Ela gosta de beijar (veja Kossuth-Görgey), deixa-se levar por uma alegria incontida, ri, gargalha, relincha – são diversas variedades de beijo. Que gostoso!, e ela fica brincando na minha boca, mais, vamos, mais um pouquinho, a língua endurece, quase bate no céu da boca, emite trinados lá dentro na escuridão, na minha escuridão. A Paganini dos beijos, digo, vulgar. Quieta! Estou trabalhando! Os beijos deslizam sobre ela, sobre o pescoço, sobre o rosto bronzeado, as bochechas, o nariz, as órbitas, eu a beijo nos olhos, nas têmporas, no alto da cabeça, as coxas se movimentam, apenas se mexem, se tocam e se separam, e nas costelas e nos ossos…
A rendição na planície de Majtény, ela geme.
SEIS
Há uma mulher. Ela me odeia. Tem mau hálito. Da boca dela emergem diferentes cheiros. Podem ser divididos em dois grupos principais, a saber: dependem de ela ter comido ou não.

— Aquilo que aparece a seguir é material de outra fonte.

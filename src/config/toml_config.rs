use crate::domain::model::ResponseOrdering;
use crate::utils::error::{NearbyError, Result};
use regex::Regex;
use serde::{Deserialize, Serialize};
use std::path::Path;

#[derive(Debug, Clone, Default, Serialize, Deserialize)]
#[serde(default)]
pub struct TomlConfig {
    pub provider: ProviderConfig,
    pub location: LocationConfig,
    pub search: SearchConfig,
    pub map: MapConfig,
}

#[derive(Debug, Clone, Default, Serialize, Deserialize)]
pub struct ProviderConfig {
    pub endpoint: Option<String>,
    pub api_key: Option<String>,
    pub timeout_seconds: Option<u64>,
}

#[derive(Debug, Clone, Default, Serialize, Deserialize)]
pub struct LocationConfig {
    pub default_latitude: Option<f64>,
    pub default_longitude: Option<f64>,
    pub geolocation_endpoint: Option<String>,
}

#[derive(Debug, Clone, Default, Serialize, Deserialize)]
pub struct SearchConfig {
    pub radius_meters: Option<u32>,
    pub ordering: Option<ResponseOrdering>,
}

#[derive(Debug, Clone, Default, Serialize, Deserialize)]
pub struct MapConfig {
    pub zoom: Option<u8>,
    pub container_id: Option<String>,
}

impl TomlConfig {
    /// 從 TOML 檔案載入配置
    pub fn from_file<P: AsRef<Path>>(path: P) -> Result<Self> {
        let content = std::fs::read_to_string(&path)?;
        Self::from_toml_str(&content)
    }

    /// 從 TOML 字串解析配置
    pub fn from_toml_str(content: &str) -> Result<Self> {
        let processed_content = Self::substitute_env_vars(content)?;
        Ok(toml::from_str(&processed_content)?)
    }

    /// 替換環境變數 (例如 ${GOOGLE_MAPS_API_KEY})，找不到的變數保持原樣
    fn substitute_env_vars(content: &str) -> Result<String> {
        let re = Regex::new(r"\$\{([^}]+)\}").map_err(|e| NearbyError::ConfigError {
            message: format!("invalid placeholder pattern: {}", e),
        })?;

        let result = re.replace_all(content, |caps: &regex::Captures| {
            let var_name = &caps[1];
            std::env::var(var_name).unwrap_or_else(|_| format!("${{{}}}", var_name))
        });

        Ok(result.to_string())
    }
}

#[cfg(test)]
mod tests {
    use super::*;
    use std::io::Write;
    use tempfile::NamedTempFile;

    #[test]
    fn test_parse_full_toml_config() {
        let toml_content = r#"
[provider]
endpoint = "https://maps.example.com"
api_key = "abc123"
timeout_seconds = 10

[location]
default_latitude = 37.7749
default_longitude = -122.4194
geolocation_endpoint = "http://ip-api.com/json"

[search]
radius_meters = 1500
ordering = "latest-response"

[map]
zoom = 12
container_id = "nearby-map"
"#;

        let config = TomlConfig::from_toml_str(toml_content).unwrap();

        assert_eq!(config.provider.endpoint.as_deref(), Some("https://maps.example.com"));
        assert_eq!(config.provider.timeout_seconds, Some(10));
        assert_eq!(config.location.default_latitude, Some(37.7749));
        assert_eq!(config.search.radius_meters, Some(1500));
        assert_eq!(config.search.ordering, Some(ResponseOrdering::LatestResponse));
        assert_eq!(config.map.zoom, Some(12));
    }

    #[test]
    fn test_empty_config_uses_defaults() {
        let config = TomlConfig::from_toml_str("").unwrap();
        assert!(config.provider.endpoint.is_none());
        assert!(config.search.ordering.is_none());
    }

    #[test]
    fn test_env_var_substitution() {
        std::env::set_var("SMART_NEARBY_TEST_KEY", "from-env");

        let toml_content = r#"
[provider]
api_key = "${SMART_NEARBY_TEST_KEY}"
"#;

        let config = TomlConfig::from_toml_str(toml_content).unwrap();
        assert_eq!(config.provider.api_key.as_deref(), Some("from-env"));

        std::env::remove_var("SMART_NEARBY_TEST_KEY");
    }

    #[test]
    fn test_missing_env_var_is_left_in_place() {
        let toml_content = r#"
[provider]
api_key = "${SMART_NEARBY_DOES_NOT_EXIST}"
"#;

        let config = TomlConfig::from_toml_str(toml_content).unwrap();
        assert_eq!(
            config.provider.api_key.as_deref(),
            Some("${SMART_NEARBY_DOES_NOT_EXIST}")
        );
    }

    #[test]
    fn test_invalid_ordering_is_rejected() {
        let toml_content = r#"
[search]
ordering = "whatever"
"#;
        assert!(matches!(
            TomlConfig::from_toml_str(toml_content),
            Err(NearbyError::TomlError(_))
        ));
    }

    #[test]
    fn test_config_from_file() {
        let mut temp_file = NamedTempFile::new().unwrap();
        temp_file
            .write_all(b"[map]\nzoom = 15\n")
            .unwrap();

        let config = TomlConfig::from_file(temp_file.path()).unwrap();
        assert_eq!(config.map.zoom, Some(15));
    }
}
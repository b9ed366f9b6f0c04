use crate::domain::model::{Coordinate, MapOptions, MarkerHandle, MarkerSpec};
use crate::domain::ports::MapView;
use std::collections::BTreeMap;

/// 不連接任何繪圖後端的地圖，只在記憶體中保存中心點與標記
#[derive(Debug, Default, Clone)]
pub struct HeadlessMap {
    options: Option<MapOptions>,
    center: Option<Coordinate>,
    markers: BTreeMap<MarkerHandle, MarkerSpec>,
    next_handle: u64,
    removed: usize,
}

impl HeadlessMap {
    pub fn new() -> Self {
        Self::default()
    }

    pub fn is_mounted(&self) -> bool {
        self.options.is_some()
    }

    pub fn options(&self) -> Option<&MapOptions> {
        self.options.as_ref()
    }

    pub fn center(&self) -> Option<Coordinate> {
        self.center
    }

    pub fn marker_count(&self) -> usize {
        self.markers.len()
    }

    pub fn markers(&self) -> impl Iterator<Item = (&MarkerHandle, &MarkerSpec)> {
        self.markers.iter()
    }

    pub fn marker_titles(&self) -> Vec<&str> {
        self.markers.values().map(|m| m.title.as_str()).collect()
    }

    /// 累計被移除的標記數
    pub fn removed_count(&self) -> usize {
        self.removed
    }
}

impl MapView for HeadlessMap {
    fn mount(&mut self, options: &MapOptions) {
        tracing::debug!(
            "Mounting map in #{} at {} (zoom {})",
            options.container_id,
            options.center,
            options.zoom
        );
        self.center = Some(options.center);
        self.options = Some(options.clone());
    }

    fn set_center(&mut self, center: Coordinate) {
        self.center = Some(center);
    }

    fn add_marker(&mut self, marker: &MarkerSpec) -> MarkerHandle {
        self.next_handle += 1;
        let handle = MarkerHandle(self.next_handle);
        self.markers.insert(handle, marker.clone());
        handle
    }

    fn remove_marker(&mut self, handle: MarkerHandle) {
        if self.markers.remove(&handle).is_some() {
            self.removed += 1;
        }
    }
}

A identificação das circunstâncias acima é uma ciência divertida, talvez sem importância. Sopa de couve-flor. Acompanhada de chucrute. E os básicos, cebola, alho. Por outro lado, por exemplo, o tempero das folhas verdes com alho-poró requer certa sofisticação. E se trata de uma mulher limpa, ou seja, tudo acontece em meio a uma abundância de escovação de dentes, não raro de um excesso de pastas de dentes.
Quando ela não come é que a coisa fica séria, pois nesse caso não existe ontem nem crepúsculo, quando está alimentada não existe coisa parecida, não existe tempo, não existe causa nem efeito, não existe, portanto, lógica, não existe história, não existe memória (e assim também não existe moral), e não existe sociedade, sem falar em país, pátria, nação, existe somente uma pessoa (eu a conheço, por isso falo assim) que exala despersonalização, um fedor pútrido, morno.
Não, não é fedor, é menos que isso, e, portanto, exatamente por essa razão, é mais assustador. É um mau cheiro discreto, suave. Contido, moderado: discreto; se não gostasse acima de tudo de trocar beijos com ela eu não perceberia nada. Se não me impelisse um desejo permanente, insaciável, na direção dos lábios dela, eu não teria consciência desse descuido da criação, dessa ferida, vergonha escancarada. A mulher inteira lembra o vento soprando na direção da fábrica de cola. Nada é mais insuportável que sua ternura. Quando cubro o rosto dela com beijos miúdos, apressados, beijo seus olhos, as pálpebras, as órbitas, o nariz, as orelhas, as bochechas, as têmporas, e, de certa forma, os lábios, a boca, eu me deparo com o próprio horror, chego a extremos tão selvagens de repulsa que fico tonto. Por outro lado, quanto mais selvagem eu sou, insensível e brutal, ou se de pronto eu a subjugo, como um animal, arrancando de verdade a sua boca, como se a devorasse, com as mandíbulas estalando, as línguas se debatendo em meio a um gosto de sangue, tanto menos penso na fábrica de cola, sobre a qual se diz, hoje em dia, que foi privatizada por centavos.
É por isso que quando eu a surpreendo em um momento propício para a beijação, e hoje em dia quase não há lugar para isso, ou seja, antes que eu me veja sob o poder da virtude ou da devoção que cerceia o prazer individual ou coletivo, eu começo a correr na direção dela, como um personagem de desenho animado, ergo as pernas na altura do pescoço e upa!, esbaforido, me agarro a ela, sem parar, porque sei que caso contrário o vazio pútrido me golpearia, me abateria, falta estragada das faltas, o nada apodrecido, sopro fétido, que, já houve exemplo, me dá ânsia de vômito, com ranho e saliva misturados – relação por relação, essa também é uma delas.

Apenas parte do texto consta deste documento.